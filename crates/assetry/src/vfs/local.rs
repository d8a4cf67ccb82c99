//! folders and files on disk
//!
//! Nothing is cached: every listing and every read goes to the filesystem. Entries are listed in
//! name order so that two callers always walk the same order.
use super::{
    is_child_name, File, FileOrFolder, Folder, ModifiableFile, ModifiableFolder, TransferOutcome,
};
use async_trait::async_trait;
use bytes::Bytes;
use parking_lot::Mutex;
use std::path::{Path, PathBuf};
use std::sync::Arc;

#[derive(Debug)]
pub struct LocalFolder {
    path: PathBuf,
    name: String,
    full_name: String,
}

impl LocalFolder {
    pub fn new(path: impl Into<PathBuf>) -> Self {
        let path = path.into();
        Self {
            name: leaf_name(&path),
            full_name: path.to_string_lossy().into_owned(),
            path,
        }
    }

    pub fn path(&self) -> &Path {
        &self.path
    }

    fn entries(&self) -> Vec<(PathBuf, bool)> {
        let read_dir = match std::fs::read_dir(&self.path) {
            Ok(read_dir) => read_dir,
            Err(err) => {
                tracing::error!(path = %self.path.display(), %err, "unable to list folder");
                return vec![];
            }
        };

        let mut entries: Vec<_> = read_dir
            .filter_map(|entry| match entry {
                Ok(entry) => Some(entry),
                Err(err) => {
                    tracing::warn!(path = %self.path.display(), %err, "unreadable folder entry");
                    None
                }
            })
            .filter_map(|entry| {
                let file_type = entry.file_type().ok()?;
                Some((entry.path(), file_type.is_dir()))
            })
            .collect();
        entries.sort_by(|(a, _), (b, _)| a.file_name().cmp(&b.file_name()));
        entries
    }
}

impl FileOrFolder for LocalFolder {
    fn name(&self) -> &str {
        &self.name
    }

    fn full_name(&self) -> &str {
        &self.full_name
    }
}

#[async_trait]
impl Folder for LocalFolder {
    async fn files(&self) -> Vec<Arc<dyn File>> {
        self.entries()
            .into_iter()
            .filter(|(_, is_dir)| !is_dir)
            .map(|(path, _)| Arc::new(LocalFile::new(path)) as Arc<dyn File>)
            .collect()
    }

    async fn folders(&self) -> Vec<Arc<dyn Folder>> {
        self.entries()
            .into_iter()
            .filter(|(_, is_dir)| *is_dir)
            .map(|(path, _)| Arc::new(LocalFolder::new(path)) as Arc<dyn Folder>)
            .collect()
    }

    fn is_listed(&self) -> bool {
        self.path.is_dir()
    }

    fn as_modifiable(&self) -> Option<&dyn ModifiableFolder> {
        Some(self)
    }
}

#[async_trait]
impl ModifiableFolder for LocalFolder {
    async fn add_file(&self, name: &str) -> Option<Arc<dyn File>> {
        if !is_child_name(name) {
            tracing::error!(folder = %self.path.display(), name, "not a file name");
            return None;
        }
        let path = self.path.join(name);
        if !path.is_file() {
            if let Err(err) = std::fs::OpenOptions::new()
                .create(true)
                .truncate(false)
                .write(true)
                .open(&path)
            {
                tracing::error!(path = %path.display(), %err, "unable to create file");
                return None;
            }
            tracing::debug!(path = %path.display(), "file created");
        }
        Some(Arc::new(LocalFile::new(path)))
    }

    async fn add_folder(&self, name: &str) -> Option<Arc<dyn Folder>> {
        if !is_child_name(name) {
            tracing::error!(folder = %self.path.display(), name, "not a folder name");
            return None;
        }
        let path = self.path.join(name);
        if let Err(err) = std::fs::create_dir_all(&path) {
            tracing::error!(path = %path.display(), %err, "unable to create folder");
            return None;
        }
        Some(Arc::new(LocalFolder::new(path)))
    }
}

#[derive(Debug)]
pub struct LocalFile {
    path: PathBuf,
    name: String,
    full_name: String,
    last_read: Mutex<Option<Bytes>>,
}

impl LocalFile {
    pub fn new(path: impl Into<PathBuf>) -> Self {
        let path = path.into();
        Self {
            name: leaf_name(&path),
            full_name: path.to_string_lossy().into_owned(),
            path,
            last_read: Mutex::new(None),
        }
    }

    pub fn path(&self) -> &Path {
        &self.path
    }

    fn read(&self) -> Option<Bytes> {
        match std::fs::read(&self.path) {
            Ok(content) => {
                let bytes = Bytes::from(content);
                *self.last_read.lock() = Some(bytes.clone());
                Some(bytes)
            }
            Err(err) => {
                tracing::error!(path = %self.path.display(), %err, "unable to read file");
                None
            }
        }
    }
}

impl FileOrFolder for LocalFile {
    fn name(&self) -> &str {
        &self.name
    }

    fn full_name(&self) -> &str {
        &self.full_name
    }
}

#[async_trait]
impl File for LocalFile {
    fn cached_bytes(&self) -> Option<Bytes> {
        self.last_read.lock().clone()
    }

    async fn download(&self) -> TransferOutcome {
        match self.read() {
            Some(_) => TransferOutcome::Completed,
            None => TransferOutcome::Failed,
        }
    }

    /// Always reads from disk
    async fn bytes(&self) -> Option<Bytes> {
        self.read()
    }

    fn as_modifiable(&self) -> Option<&dyn ModifiableFile> {
        Some(self)
    }
}

#[async_trait]
impl ModifiableFile for LocalFile {
    async fn set_bytes(&self, bytes: Bytes) -> TransferOutcome {
        match std::fs::write(&self.path, &bytes) {
            Ok(()) => {
                *self.last_read.lock() = Some(bytes);
                TransferOutcome::Completed
            }
            Err(err) => {
                tracing::error!(path = %self.path.display(), %err, "unable to write file");
                TransferOutcome::Failed
            }
        }
    }
}

fn leaf_name(path: &Path) -> String {
    path.file_name()
        .map(|name| name.to_string_lossy().into_owned())
        .unwrap_or_else(|| path.to_string_lossy().into_owned())
}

══════

Among the entries above, how many lines contain the string "None"? Write the number alone.

8